脊柱侧弯研究学会(SRS)-施瓦布系统未包含骨盆代偿(PC)亚型,这可能导致在畸形矫正的临床特征和治疗策略方面存在差距。骨盆代偿在矢状面平衡(SB)或失衡(SI)状态下是否具有不同作用也仍不确定。基于术前的SB和SI,比较骨盆代偿失败(FPC)和骨盆代偿成功(SPC)患者的放射学参数及SRS-22r各领域情况。
共分析了145例接受畸形矫正的成年脊柱畸形患者。收集影像学和临床结果进行统计分析。根据骨盆倾斜角(PT)/骨盆入射角(PI)比值(PTr)的中位数和SB的临界值将患者分为4组。PTr低和PTr高的患者分别定义为FPC和SPC。比较不同组的影像学和临床特征。

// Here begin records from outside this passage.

impl LinkShared {
    pub(crate) fn new(address: String, queue_depth: usize) -> Arc<Self> {
        let (state, _) = watch::channel(ConnectionState::Disconnected);
        let (events, _) = broadcast::channel(LINK_EVENT_CAPACITY);
        Arc::new(Self {
            address,
            state,
            last_activity: Mutex::new(Instant::now()),
            broker: NotificationBroker::new(queue_depth),
            events,
            armed: Mutex::new(HashSet::new()),
            connections: AtomicU64::new(0),
        })
    }

    pub(crate) fn address(&self) -> &str {
        &self.address
    }

    pub(crate) fn state(&self) -> ConnectionState {
        *self.state.borrow()
    }

    pub(crate) fn is_connected(&self) -> bool {
        self.state() == ConnectionState::Connected
    }

    pub(crate) fn broker(&self) -> &NotificationBroker {
        &self.broker
    }

    /// Set a transitional state without emitting events
    pub(crate) fn set_state(&self, state: ConnectionState) {
        self.state.send_replace(state);
    }

    pub(crate) fn mark_connected(&self) {
        self.armed().clear();
        self.touch();
        self.connections.fetch_add(1, Ordering::AcqRel);
        self.state.send_replace(ConnectionState::Connected);
        info!("Link {} connected", self.address);
        // No receivers is fine
        let _ = self.events.send(LinkEvent::Connected);
    }

    /// Move to `Disconnected`, cancelling pending receives
    ///
    /// Idempotent: only the transition out of `Connected` emits an event.
    pub(crate) fn mark_disconnected(&self) -> bool {
        let previous = self.state.send_replace(ConnectionState::Disconnected);
        if previous != ConnectionState::Connected {
            return false;
        }
        self.armed().clear();
        let cancelled = self.broker.cancel_all();
        info!(
            "Link {} disconnected ({} pending receives cancelled)",
            self.address, cancelled
        );
        let _ = self.events.send(LinkEvent::Disconnected);
        true
    }

    pub(crate) fn touch(&self) {
        *self
            .last_activity
            .lock()
            .unwrap_or_else(PoisonError::into_inner) = Instant::now();
    }

    pub(crate) fn last_activity(&self) -> Instant {
        *self
            .last_activity
            .lock()
            .unwrap_or_else(PoisonError::into_inner)
    }

    pub(crate) fn deliver(&self, characteristic: Uuid, value: Vec<u8>) {
        self.touch();
        debug!(
            "Notification from {} on {}: {}",
            self.address,
            characteristic,
            hex::encode(&value)
        );
        let delivered = self.broker.dispatch(
            &characteristic,
            Notification {
                characteristic,
                value,
            },
        );
        if delivered == 0 {
            debug!("No subscriber for {} on {}", characteristic, self.address);
        }
    }

    fn armed(&self) -> MutexGuard<'_, HashSet<Uuid>> {
        self.armed.lock().unwrap_or_else(PoisonError::into_inner)
    }

    /// Record notifications as enabled; false if they already were
    pub(crate) fn mark_armed(&self, characteristic: Uuid) -> bool {
        self.armed().insert(characteristic)
    }

    pub(crate) fn disarm(&self, characteristic: Uuid) -> bool {
        self.armed().remove(&characteristic)
    }

    pub(crate) fn is_armed(&self, characteristic: Uuid) -> bool {
        self.armed().contains(&characteristic)
    }

    pub(crate) fn connection_id(&self) -> u64 {
        self.connections.load(Ordering::Acquire)
    }

    fn subscribe_events(&self) -> broadcast::Receiver<LinkEvent> {
        self.events.subscribe()
    }

    fn watch_state(&self) -> watch::Receiver<ConnectionState> {
        self.state.subscribe()
    }
}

无论SB或SI情况如何,与FPC患者相比,SPC患者在腰椎前凸、骨盆倾斜度、PTr和T1骨盆角方面均有显著更大改善。比较SB-FPC和SB-SPC患者时,随访时在SRS-22r各领域均未观察到明显差异。然而,与SI-FPC患者相比,SI-SPC患者在随访时功能、自我形象、满意度及总分领域表现明显更好。当根据年龄调整PI-LL程度对SI-FPC和SI-SPC患者进一步细分时,PI-LL过度矫正组的术后功能和自我形象领域明显优于SI-FPC患者中PI-LL矫正不足组。然而,比较SI-SPC患者的亚组时,这些SRS-22r评分未观察到差异。
灵活的骨盆旋转与矢状面参数矫正的益处相关,无论术前SB或SI状态如何。然而,骨盆代偿仅在SI情况下与临床结果显著相关。SI-FPC患者术后临床结果较差,建议尽量减少PI-LL。